Si l'on est forcé de relâcher, on trouvera quelques rafraîchissemens aux îles du Cap-Vert ; les vivres sont chers au Brésil, et l'air y est malsain. On peut pêcher de la tortue à l'île de Tristan-da-Cunha ; on y fait de l'eau très-difficilement, à cause des arbres qui croissent dans la mer. Le cap de Bonne-Espérance est, de toutes les relâches, la meilleure. Il est dangereux d'y mouiller depuis avril jusqu'en septembre ; cependant l'ancrage est sûr à Falsebaye qui n'en est pas loin. Si on manquait l'Ile-de-France, on peut relâcher à Madagascar, au fort Dauphin, à la baie d'Antongil ; mais il y a des maladies épidémiques très-dangereuses, et des coups de vent qui durent depuis octobre jusqu'en mai.

Si c'est au retour, on a Sainte-Hélène, colonie anglaise, et l'Ascension, où l'on ne trouve que de la tortue. En temps de guerre, ces deux îles sont ordinairement des points de croisière, parce que tous les vaisseaux cherchent, à leur retour, à les reconnaître pour assurer leur route ; mais le Cap est en tout temps le point de réunion de tous les vaisseaux.

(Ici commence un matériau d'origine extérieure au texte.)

//! FavoritesPane component — bookmarked verses, newest last.

use ratatui::crossterm::event::{KeyCode, KeyEvent, KeyEventKind, MouseEvent, MouseEventKind};
use ratatui::{
    layout::Rect,
    style::{Modifier, Style},
    text::{Line, Span},
    widgets::{List, ListItem, ListState, Paragraph},
    Frame,
};

use quran_core::types::FavoriteAyah;

use crate::{
    action::Action,
    app_state::AppState,
    component::Component,
    theme::{style_arabic, C_FAVORITE, C_MUTED, C_NUMBER_HINT, C_PRIMARY, C_SELECTION_BG},
    widgets::pane_chrome::{pane_chrome, Badge},
};

pub struct FavoritesPane {
    selected: usize,
    scroll_offset: usize,
    list_state: ListState,
}

impl FavoritesPane {
    pub fn new() -> Self {
        Self {
            selected: 0,
            scroll_offset: 0,
            list_state: ListState::default(),
        }
    }

    fn clamp_selection(&mut self, state: &AppState) {
        let len = state.favorites.len();
        if self.selected >= len {
            self.selected = len.saturating_sub(1);
        }
    }

    fn selected_item<'a>(&self, state: &'a AppState) -> Option<&'a FavoriteAyah> {
        state.favorites.items().get(self.selected)
    }
}

impl Component for FavoritesPane {
    fn handle_key(&mut self, key: KeyEvent, state: &AppState) -> Vec<Action> {
        if key.kind == KeyEventKind::Release {
            return vec![];
        }
        self.clamp_selection(state);
        let count = state.favorites.len();

        match key.code {
            KeyCode::Up | KeyCode::Char('k') => self.selected = self.selected.saturating_sub(1),
            KeyCode::Down | KeyCode::Char('j') => {
                if count > 0 {
                    self.selected = (self.selected + 1).min(count - 1);
                }
            }
            KeyCode::Home | KeyCode::Char('g') => self.selected = 0,
            KeyCode::End | KeyCode::Char('G') => self.selected = count.saturating_sub(1),

            KeyCode::Enter => {
                if let Some(fav) = self.selected_item(state) {
                    return vec![
                        Action::OpenSurahAt {
                            surah: fav.surah_number,
                            ayah: fav.ayah_number,
                        },
                        Action::SwitchScreen(crate::action::Screen::Surahs),
                    ];
                }
            }
            KeyCode::Char('d') | KeyCode::Char('f') => {
                if let Some(fav) = self.selected_item(state) {
                    return vec![Action::ToggleFavorite {
                        surah_number: fav.surah_number,
                        surah_name: fav.surah_name.clone(),
                        ayah_number: fav.ayah_number,
                        text: fav.text.clone(),
                    }];
                }
            }
            KeyCode::Char('y') => {
                if let Some(fav) = self.selected_item(state) {
                    return vec![Action::CopyToClipboard(format!(
                        "{} ({}:{})",
                        fav.text, fav.surah_number, fav.ayah_number
                    ))];
                }
            }
            _ => {}
        }
        vec![]
    }

    fn handle_mouse(&mut self, event: MouseEvent, _area: Rect, state: &AppState) -> Vec<Action> {
        let count = state.favorites.len();
        match event.kind {
            MouseEventKind::ScrollUp => self.selected = self.selected.saturating_sub(1),
            MouseEventKind::ScrollDown => {
                if count > 0 {
                    self.selected = (self.selected + 1).min(count - 1);
                }
            }
            _ => {}
        }
        vec![]
    }

    fn on_action(&mut self, _action: &Action, state: &AppState) -> Vec<Action> {
        self.clamp_selection(state);
        vec![]
    }

    fn draw(&mut self, frame: &mut Frame, area: Rect, focused: bool, state: &AppState) {
        self.clamp_selection(state);

        let count_text = format!("{}", state.favorites.len());
        let badge = if state.favorites.is_empty() {
            None
        } else {
            Some(Badge {
                text: &count_text,
                color: C_FAVORITE,
            })
        };
        let block = pane_chrome("favorites", Some('4'), focused, badge);
        let inner = block.inner(area);
        frame.render_widget(block, area);

        if state.favorites.is_empty() {
            frame.render_widget(
                Paragraph::new(Span::styled(
                    "  no favorites yet · press f on a verse in the reader",
                    Style::default().fg(C_MUTED),
                )),
                inner,
            );
            return;
        }

        let content_h = inner.height as usize;
        if self.selected < self.scroll_offset {
            self.scroll_offset = self.selected;
        } else if self.selected >= self.scroll_offset + content_h {
            self.scroll_offset = self.selected.saturating_sub(content_h.saturating_sub(1));
        }
        let sel_in_view = self
            .selected
            .saturating_sub(self.scroll_offset)
            .min(content_h.saturating_sub(1));

        let items_all = state.favorites.items();
        let end = (self.scroll_offset + content_h).min(items_all.len());
        let items: Vec<ListItem> = items_all[self.scroll_offset..end]
            .iter()
            .enumerate()
            .map(|(view_row, fav)| {
                let is_selected = view_row == sel_in_view;
                let text_style = if is_selected {
                    style_arabic().add_modifier(Modifier::BOLD)
                } else {
                    style_arabic()
                };
                let item_bg = if is_selected {
                    Style::default().bg(C_SELECTION_BG)
                } else {
                    Style::default()
                };
                ListItem::new(Line::from(vec![
                    Span::styled(" ✹ ", Style::default().fg(C_FAVORITE)),
                    Span::styled(
                        format!("{:>3}:{:<3} ", fav.surah_number, fav.ayah_number),
                        Style::default().fg(C_NUMBER_HINT),
                    ),
                    Span::styled(fav.surah_name.as_str(), Style::default().fg(C_PRIMARY)),
                    Span::raw("  "),
                    Span::styled(fav.text.as_str(), text_style),
                ]))
                .style(item_bg)
            })
            .collect();

        let list = List::new(items)
            .highlight_style(Style::default())
            .highlight_symbol("");
        self.list_state.select(Some(sel_in_view));
        frame.render_stateful_widget(list, inner, &mut self.list_state);
    }
}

Les cartes les plus estimées sont celles de M. Daprès ; les marins ont aussi beaucoup d'obligation au savant et modeste abbé de la Caille : mais la géographie est encore bien imparfaite ; la longitude des Canaries et celle des îles du Cap-Vert est mal déterminée ; entre le Cap-Blanc et le Cap-Vert, la carte marque trente-neuf lieues d'enfoncement, quoiqu'il y en ait à peine vingt.

On soupçonne un haut-fonds au sud de la Ligne par les 20 minutes de latitude, et par les 23 degrés 10 minutes de longitude occidentale. Le vaisseau le Silhouette commandé par M. Pintault, et la frégate la Fidèle commandée par M. Lehoux, y éprouvèrent, l'un le 5 février 1764, et l'autre le 3 avril suivant, une forte secousse.

Les courans peuvent jeter dans des erreurs dangereuses. Il me semble qu'on ne pourra recueillir là-dessus aucune connaissance certaine, tant qu'on n'aura aucun moyen sûr d'évaluer la dérive d'un vaisseau ; l'angle même qu'il forme avec son sillage ne pourrait donner rien d'assuré, puisque le vaisseau et sa trace sont emportés par le même mouvement. On ne saurait trop admirer la hardiesse des premiers navigateurs, qui, sans expérience et sans carte, faisaient les mêmes voyages. Aujourd'hui, avec plus de connaissances, on est moins hardi : la navigation est devenue une routine ; on part dans les mêmes temps, on passe aux mêmes endroits, on fait les mêmes manœuvres. Il serait à souhaiter que l'on risquât quelques vaisseaux pour la sûreté des autres.

Il est étrange que nous ne connaissions pas encore notre maison ; cependant nous brûlons tous, en Europe, de remplir l'univers de notre renommée : théologiens, guerriers, gens de lettres, artistes, monarques, mettent là leur suprême félicité.

Commençons donc par rompre les entraves que nous a données la nature. Sans doute nous trouverons quelque langue qui puisse être universelle ; et quand nous aurons bien établi la communication avec tous les peuples de la terre, nous leur ferons lire nos histoires, et ils verront combien nous sommes heureux.

LETTRE VI.
ASPECT ET GÉOGRAPHIE DE L'ILE-DE-FRANCE.

L'Ile-de-France fut découverte par un Portugais de la maison de Mascarenhas, qui la nomma l'île Cerné. Ensuite elle fut possédée par les Hollandais, qui lui donnèrent le nom de Maurice. Ils l'abandonnèrent en 1712, peut-être à cause du cap de Bonne-Espérance où ils s'établissaient. Les Français, qui occupaient l'île de Bourbon qui n'est qu'à quarante lieues de l'Ile-de-France, vinrent s'y établir.

Il y a deux ports dans cette île ; l'un au sud-est, et l'autre au nord-ouest. Le premier, appelé le grand port, est celui où les Hollandais s'étaient fixés ; il offre encore quelques restes de leurs édifices. On y entre vent arrière, mais on en sort difficilement, les vents étant presque toujours au sud-est.